Algunas emociones, aún aquellas que usualmente se ven como negativas, pueden actualmente convertirse en positivas durante los tiempos difíciles. Por ejemplo la ira, cuando se controla, puede llevarnos a tomar riesgos apropiados que pueden cambiar las cosas, mejorándolas. La tristeza puede animar a algunos a reemplazar el sentido de la pérdida con algo más positivo. El miedo, sin embargo, lleva al pesimismo y a la depresión, que en casos extremos requiere la ayuda de profesionales de salud mental. Lo que necesitamos es esperanza. Como Pearl Buck decía: “Comer pan sin esperanza es lo mismo que despacio, morir de hambre.

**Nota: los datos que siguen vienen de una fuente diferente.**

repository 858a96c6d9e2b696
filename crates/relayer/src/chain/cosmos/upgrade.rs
use core::time::Duration;

use ibc_proto::cosmos::base::v1beta1::Coin;
use ibc_proto::cosmos::gov::v1beta1::MsgSubmitProposal;
use ibc_proto::cosmos::upgrade::v1beta1::Plan;
use ibc_proto::google::protobuf::{Any, Duration as RawDuration};
use ibc_proto::ibc::core::client::v1::{Height as RawHeight, UpgradeProposal};
use ibc_proto::ibc::lightclients::tendermint::v1::ClientState as TmClientState;
use prost::Message;
use tracing::{info, instrument};

use crate::chain::cosmos::proof::TENDERMINT_CLIENT_STATE_TYPE_URL;
use crate::chain::cosmos::query::{abci_query, IBC_QUERY_PATH};
use crate::chain::cosmos::retry::retry_transient;
use crate::chain::cosmos::tx::BroadcastOutcome;
use crate::chain::cosmos::ChainClient;
use crate::error::Error;

pub const UPGRADE_PROPOSAL_TYPE_URL: &str = "/ibc.core.client.v1.UpgradeProposal";
pub const SUBMIT_PROPOSAL_TYPE_URL: &str = "/cosmos.gov.v1beta1.MsgSubmitProposal";

const PROPOSAL_TITLE: &str = "upgrade";
const PROPOSAL_DESCRIPTION: &str = "upgrade the chain's software and unbonding period";

/// Software upgrade to schedule through governance.
#[derive(Clone, Debug, PartialEq, Eq)]
pub struct UpgradePlan {
    pub name: String,

    /// Last height produced by the current software.
    pub height: u64,

    pub info: String,
}

impl UpgradePlan {
    #[allow(deprecated)]
    fn to_raw(&self) -> Plan {
        Plan {
            name: self.name.clone(),
            height: self.height as i64,
            info: self.info.clone(),
            ..Default::default()
        }
    }
}

/// The client state counterparties will upgrade their clients to: only the
/// fields shared by every client of the chain are kept, the latest height
/// moves past the upgrade and the unbonding period is replaced.
#[allow(deprecated)]
pub fn upgraded_client_state(
    client_state: &Any,
    plan: &UpgradePlan,
    unbonding_period: Duration,
) -> Result<Any, Error> {
    if client_state.type_url != TENDERMINT_CLIENT_STATE_TYPE_URL {
        return Err(Error::unsupported_client_state(client_state.type_url.clone()));
    }

    let client_state = TmClientState::decode(client_state.value.as_slice())
        .map_err(|e| Error::protobuf_decode(String::from("ClientState"), e))?;

    let latest_height = client_state
        .latest_height
        .ok_or_else(Error::missing_latest_height)?;

    let upgraded = TmClientState {
        chain_id: client_state.chain_id,
        unbonding_period: Some(RawDuration {
            seconds: unbonding_period.as_secs() as i64,
            nanos: unbonding_period.subsec_nanos() as i32,
        }),
        latest_height: Some(RawHeight {
            revision_number: latest_height.revision_number,
            revision_height: plan.height + 1,
        }),
        proof_specs: client_state.proof_specs,
        upgrade_path: client_state.upgrade_path,
        ..Default::default()
    };

    Ok(Any {
        type_url: TENDERMINT_CLIENT_STATE_TYPE_URL.to_string(),
        value: upgraded.encode_to_vec(),
    })
}

impl ChainClient {
    /// Reads the client state of the configured path end at `height`,
    /// without a proof.
    pub async fn query_client_state(&self, height: u64) -> Result<Any, Error> {
        let data = self.path_end()?.client_state_path().into_bytes();

        let response = retry_transient(&self.retry, "client state query", || {
            abci_query(
                self.rpc.as_ref(),
                IBC_QUERY_PATH.to_string(),
                data.clone(),
                Some(height),
                false,
            )
        })
        .await?;

        if response.value.is_empty() {
            return Err(Error::empty_response_value());
        }

        Any::decode(response.value.as_slice())
            .map_err(|e| Error::protobuf_decode(String::from("ClientState"), e))
    }

    /// Submits a governance proposal upgrading this chain at `plan.height`.
    ///
    /// The upgraded client state is derived from the client that `dst` keeps
    /// of this chain, read at the latest height of `dst`.
    #[instrument(
        name = "upgrade_chain",
        level = "error",
        skip_all,
        fields(chain = %self.chain_id(), counterparty = %dst.chain_id(), plan = %plan.name),
    )]
    pub async fn upgrade_chain(
        &self,
        dst: &ChainClient,
        plan: UpgradePlan,
        deposit: Coin,
        unbonding_period: Duration,
    ) -> Result<BroadcastOutcome, Error> {
        let height = dst.query_latest_height().await?;
        let client_state = dst.query_client_state(height).await?;

        let upgraded = upgraded_client_state(&client_state, &plan, unbonding_period)?;

        #[allow(deprecated)]
        let proposal = UpgradeProposal {
            title: PROPOSAL_TITLE.to_string(),
            description: PROPOSAL_DESCRIPTION.to_string(),
            plan: Some(plan.to_raw()),
            upgraded_client_state: Some(upgraded),
        };

        let msg = MsgSubmitProposal {
            content: Some(Any {
                type_url: UPGRADE_PROPOSAL_TYPE_URL.to_string(),
                value: proposal.encode_to_vec(),
            }),
            initial_deposit: vec![deposit],
            proposer: self.get_address()?,
        };

        info!(
            upgrade_height = plan.height,
            counterparty_height = height,
            "submitting upgrade proposal",
        );

        self.send_message(Any {
            type_url: SUBMIT_PROPOSAL_TYPE_URL.to_string(),
            value: msg.encode_to_vec(),
        })
        .await
    }
}
use std::sync::Arc;

use tokio::sync::Semaphore;
use tokio::task::JoinSet;
use tracing::{debug, error, info, instrument, warn};

use crate::chain::cosmos::encode::decode_tx_raw;
use crate::chain::cosmos::ChainClient;
use crate::chain::rpc::{tx_hash, FetchedBlock, RpcClient};
use crate::error::Error;
use crate::etl::message::DecodedMessage;
use crate::etl::sink::{PacketRow, Sink, TransferRow, TxRow};
use crate::namespace::AddressNamespace;
use crate::types::identifier::ChainId;
use crate::util::retry::{RetryPolicy, RetryResult};

/// Upper bound on block fetches in flight at once.
pub const MAX_CONCURRENT_FETCHES: usize = 100;

/// Passes over heights the node did not know about before giving up on them.
pub const DEFAULT_MAX_PASSES: usize = 10;

#[derive(Copy, Clone, Debug, PartialEq, Eq)]
pub struct ScanOptions {
    pub concurrency: usize,
    pub max_passes: usize,
}

impl Default for ScanOptions {
    fn default() -> Self {
        Self {
            concurrency: MAX_CONCURRENT_FETCHES,
            max_passes: DEFAULT_MAX_PASSES,
        }
    }
}

/// Summary of a completed scan.
#[derive(Clone, Debug, Default, PartialEq, Eq)]
pub struct ScanReport {
    /// Number of passes run, the first one included.
    pub passes: usize,

    /// Blocks fetched and processed.
    pub scanned: usize,

    /// Heights abandoned after a non-recoverable fetch failure.
    pub dropped: Vec<u64>,

    /// Heights the node still did not know about after the last pass.
    pub unresolved: Vec<u64>,
}

impl ScanReport {
    pub fn is_complete(&self) -> bool {
        self.dropped.is_empty() && self.unresolved.is_empty()
    }
}

/// What became of one height within a pass.
#[derive(Copy, Clone, Debug, PartialEq, Eq)]
enum HeightOutcome {
    Scanned,
    Deferred(u64),
    Dropped(u64),
}

/// Everything a fetch task needs, shared by all tasks of a scan.
struct ScanContext {
    chain_id: ChainId,
    account_prefix: String,
    rpc: Arc<dyn RpcClient>,
    namespace: Arc<AddressNamespace>,
    retry: RetryPolicy,
    sink: Arc<dyn Sink>,
}

/// Loads the IBC activity of a range of blocks into a [`Sink`].
pub struct BlockScanner {
    context: Arc<ScanContext>,
    options: ScanOptions,
}

impl BlockScanner {
    pub fn new(client: &ChainClient, sink: Arc<dyn Sink>) -> Self {
        let context = ScanContext {
            chain_id: client.chain_id().clone(),
            account_prefix: client.endpoint().account_prefix.clone(),
            rpc: Arc::clone(client.rpc()),
            namespace: Arc::clone(client.namespace()),
            retry: *client.retry_policy(),
            sink,
        };

        Self {
            context: Arc::new(context),
            options: ScanOptions::default(),
        }
    }

    pub fn with_options(mut self, options: ScanOptions) -> Self {
        self.options = options;
        self
    }

    pub fn options(&self) -> &ScanOptions {
        &self.options
    }

    /// Scans `heights`, then scans again the heights the node reported as
    /// unknown, for at most `max_passes` passes in total.
    ///
    /// Errors are only returned when the scan itself cannot proceed. Failures
    /// tied to one block, transaction or message are logged and reflected in
    /// the returned report.
    #[instrument(
        name = "scan",
        level = "error",
        skip_all,
        fields(chain = %self.context.chain_id),
    )]
    pub async fn scan(&self, heights: Vec<u64>) -> Result<ScanReport, Error> {
        let mut report = ScanReport::default();
        let mut pending = heights;

        while !pending.is_empty() {
            if report.passes >= self.options.max_passes {
                warn!(
                    passes = report.passes,
                    unresolved = pending.len(),
                    "giving up on heights unknown to the node",
                );

                report.unresolved = pending;
                break;
            }

            report.passes += 1;

            if let (Some(first), Some(last)) = (pending.first(), pending.last()) {
                info!(
                    pass = report.passes,
                    start = first,
                    end = last,
                    count = pending.len(),
                    "starting block queries",
                );
            }

            let mut deferred = Vec::new();

            for outcome in self.scan_pass(pending).await? {
                match outcome {
                    HeightOutcome::Scanned => report.scanned += 1,
                    HeightOutcome::Deferred(height) => deferred.push(height),
                    HeightOutcome::Dropped(height) => report.dropped.push(height),
                }
            }

            deferred.sort_unstable();
            pending = deferred;
        }

        report.dropped.sort_unstable();

        info!(
            passes = report.passes,
            scanned = report.scanned,
            dropped = report.dropped.len(),
            unresolved = report.unresolved.len(),
            "scan finished",
        );

        Ok(report)
    }

    /// Dispatches one fetch task per height, in order, with at most
    /// `concurrency` of them running at any time.
    async fn scan_pass(&self, heights: Vec<u64>) -> Result<Vec<HeightOutcome>, Error> {
        let limiter = Arc::new(Semaphore::new(self.options.concurrency.max(1)));
        let mut tasks = JoinSet::new();

        for height in heights {
            let permit = Arc::clone(&limiter)
                .acquire_owned()
                .await
                .map_err(Error::fetch_limiter)?;

            let context = Arc::clone(&self.context);

            tasks.spawn(async move {
                let outcome = context.scan_height(height).await;
                drop(permit);
                outcome
            });
        }

        let mut outcomes = Vec::with_capacity(tasks.len());
        while let Some(outcome) = tasks.join_next().await {
            outcomes.push(outcome.map_err(Error::join)?);
        }

        Ok(outcomes)
    }
}
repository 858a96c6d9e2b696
pub mod cosmos;
pub mod rpc;

#[cfg(test)]
pub mod mock;

pub use cosmos::ChainClient;
pub use rpc::RpcClient;
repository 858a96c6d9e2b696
pub mod account;
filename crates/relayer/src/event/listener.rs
use futures::StreamExt;
use tokio::sync::{mpsc, oneshot};
use tokio::task::JoinHandle;
use tracing::{debug, error, instrument, warn};

use crate::error::Error;
use crate::event::{RpcEvent, Subscription};
use crate::types::identifier::ChainId;

/// Which events a listener emits, and in which form.
#[derive(Copy, Clone, Debug, PartialEq, Eq)]
pub struct ListenOptions {
    /// Emit transaction events.
    pub tx: bool,

    /// Emit new block events.
    pub block: bool,

    /// Emit the full event rather than its attributes only.
    pub raw: bool,
}

impl Default for ListenOptions {
    fn default() -> Self {
        Self {
            tx: true,
            block: true,
            raw: false,
        }
    }
}

/// Handle on a background task rendering the transaction and block events of
/// a chain as JSON lines.
///
/// Both subscriptions are released when the task exits, whether it was
/// stopped, the handle was dropped, or both streams ended.
#[derive(Debug)]
pub struct Listener {
    stop: Option<oneshot::Sender<()>>,
    handle: Option<JoinHandle<()>>,
}

impl Listener {
    pub fn spawn(
        chain_id: ChainId,
        tx_events: Subscription,
        block_events: Subscription,
        options: ListenOptions,
    ) -> (Self, mpsc::UnboundedReceiver<String>) {
        let (stop_tx, stop_rx) = oneshot::channel();
        let (out_tx, out_rx) = mpsc::unbounded_channel();

        let handle = tokio::spawn(listen_loop(
            chain_id,
            tx_events,
            block_events,
            options,
            stop_rx,
            out_tx,
        ));

        let listener = Self {
            stop: Some(stop_tx),
            handle: Some(handle),
        };

        (listener, out_rx)
    }

    /// Signals the loop to stop and waits until it has released its subscriptions.
    pub async fn stop(mut self) -> Result<(), Error> {
        let (stop, handle) = match (self.stop.take(), self.handle.take()) {
            (Some(stop), Some(handle)) => (stop, handle),
            _ => return Err(Error::listener_stopped()),
        };

        // The loop may already be gone if both streams ended.
        let _ = stop.send(());

        handle.await.map_err(Error::join)
    }

    pub fn is_finished(&self) -> bool {
        self.handle.as_ref().map_or(true, JoinHandle::is_finished)
    }
}

impl Drop for Listener {
    fn drop(&mut self) {
        if let Some(stop) = self.stop.take() {
            let _ = stop.send(());
        }
    }
}

#[instrument(name = "listen", level = "error", skip_all, fields(chain = %chain_id))]
async fn listen_loop(
    chain_id: ChainId,
    mut tx_events: Subscription,
    mut block_events: Subscription,
    options: ListenOptions,
    mut stop: oneshot::Receiver<()>,
    out: mpsc::UnboundedSender<String>,
) {
    debug!(?options, "listening for events");

    loop {
        let (event, emit) = tokio::select! {
            biased;

            _ = &mut stop => {
                debug!("stop requested");
                break;
            }
            Some(event) = tx_events.next() => (event, options.tx),
            Some(event) = block_events.next() => (event, options.block),
            else => {
                debug!("event streams ended");
                break;
            }
        };

        if !emit {
            continue;
        }

        match event {
            Ok(event) => {
                if !emit_event(&event, options.raw, &out) {
                    debug!("output receiver dropped");
                    break;
                }
            }
            Err(e) => warn!("error on event stream: {e}"),
        }
    }

    tx_events.unsubscribe();
    block_events.unsubscribe();
}

/// Returns `false` once nobody reads the output anymore.
fn emit_event(event: &RpcEvent, raw: bool, out: &mpsc::UnboundedSender<String>) -> bool {
    match event.to_json(raw) {
        Ok(line) => out.send(line).is_ok(),
        Err(e) => {
            error!(query = %event.query, "failed to serialize event: {e}");
            true
        }
    }
}
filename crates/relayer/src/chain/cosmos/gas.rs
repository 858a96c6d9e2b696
use ibc_proto::cosmos::base::v1beta1::Coin;
use ibc_proto::cosmos::tx::v1beta1::Fee;
use num_bigint::BigInt;
use num_rational::BigRational;

use crate::config::GasPrice;

/// Gas limit to sign with given the gas used by a simulation:
/// `ceil(gas_used * gas_adjustment)`, saturating at `u64::MAX`.
pub fn adjust_gas(gas_used: u64, gas_adjustment: f64) -> u64 {
    let adjusted = mul_ceil(gas_used, gas_adjustment);
    u64::try_from(&adjusted).unwrap_or(u64::MAX)
}

/// The fee paying for `gas_limit` at the first configured gas price. Without
/// any gas price the fee carries no amount.
pub fn gas_limit_to_fee(gas_limit: u64, gas_prices: &[GasPrice]) -> Fee {
    let amount = gas_prices
        .first()
        .map(|price| calculate_fee(gas_limit, price))
        .into_iter()
        .collect();

    Fee {
        amount,
        gas_limit,
        payer: String::new(),
        granter: String::new(),
    }
}

pub fn calculate_fee(gas_limit: u64, gas_price: &GasPrice) -> Coin {
    let fee_amount = mul_ceil(gas_limit, gas_price.price);

    Coin {
        denom: gas_price.denom.to_string(),
        amount: fee_amount.to_string(),
    }
}

/// Multiply `a` with `f` and round the result up to the nearest integer.
/// A non-finite `f` leaves `a` unchanged.
pub fn mul_ceil(a: u64, f: f64) -> BigInt {
    let a = BigInt::from(a);

    match BigRational::from_float(f) {
        Some(f) => (f * a).ceil().to_integer(),
        None => a,
    }
}

#[cfg(test)]
mod tests {
    use super::*;
    use test_log::test;

    #[test]
    fn adjusted_gas_is_ceiled_product() {
        assert_eq!(adjust_gas(50_000, 1.5), 75_000);
        assert_eq!(adjust_gas(3, 1.1), 4);
        assert_eq!(adjust_gas(0, 1.5), 0);
        assert_eq!(adjust_gas(u64::MAX, 2.0), u64::MAX);
    }

    #[test]
    fn adjusted_gas_is_monotonic_in_adjustment() {
        let adjustments = [0.5, 1.0, 1.1, 1.25, 1.5, 2.0, 3.3];

        for gas_used in [1, 7, 999, 50_000, 1_234_567] {
            let limits = adjustments
                .iter()
                .map(|adjustment| adjust_gas(gas_used, *adjustment))
                .collect::<Vec<_>>();

            assert!(limits.windows(2).all(|w| w[0] <= w[1]), "{limits:?}");
        }
    }

    #[test]
    fn fee_from_first_gas_price() {
        let prices = vec![
            GasPrice::new(0.25, "uatom".to_string()),
            GasPrice::new(1.0, "stake".to_string()),
        ];

        let fee = gas_limit_to_fee(75_000, &prices);
        assert_eq!(fee.gas_limit, 75_000);
        assert_eq!(
            fee.amount,
            vec![Coin {
                denom: "uatom".to_string(),
                amount: "18750".to_string(),
            }]
        );

        let fee = gas_limit_to_fee(100_001, &prices[..1]);
        assert_eq!(fee.amount[0].amount, "25001");

        assert!(gas_limit_to_fee(75_000, &[]).amount.is_empty());
    }
}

Es por lo que Pattie Pellegrino hace un esfuerzo por hacer algo positivo cada día. Ella participa en grupos de búsquedas, permanece al tanto de los amigos que le tratan de ayudar y pasa el tiempo tejiendo porque ella dice: “me quita de la mente muchas cosas”. Ella también hace el punto de ir a la iglesia y rezar. Y eso es una cosa buena.
Tristemente, algunas personas que tienen problemas ignoran a Dios, pensando que Dios solamente cubre asuntos espirituales. Otros oran para que se cumpla lo que ellos quieren, en lugar de confiarse en la compasión del Padre. Pero somos sus hijos amados. Él nos quiere, no por lo que hacemos, sino por lo que somos.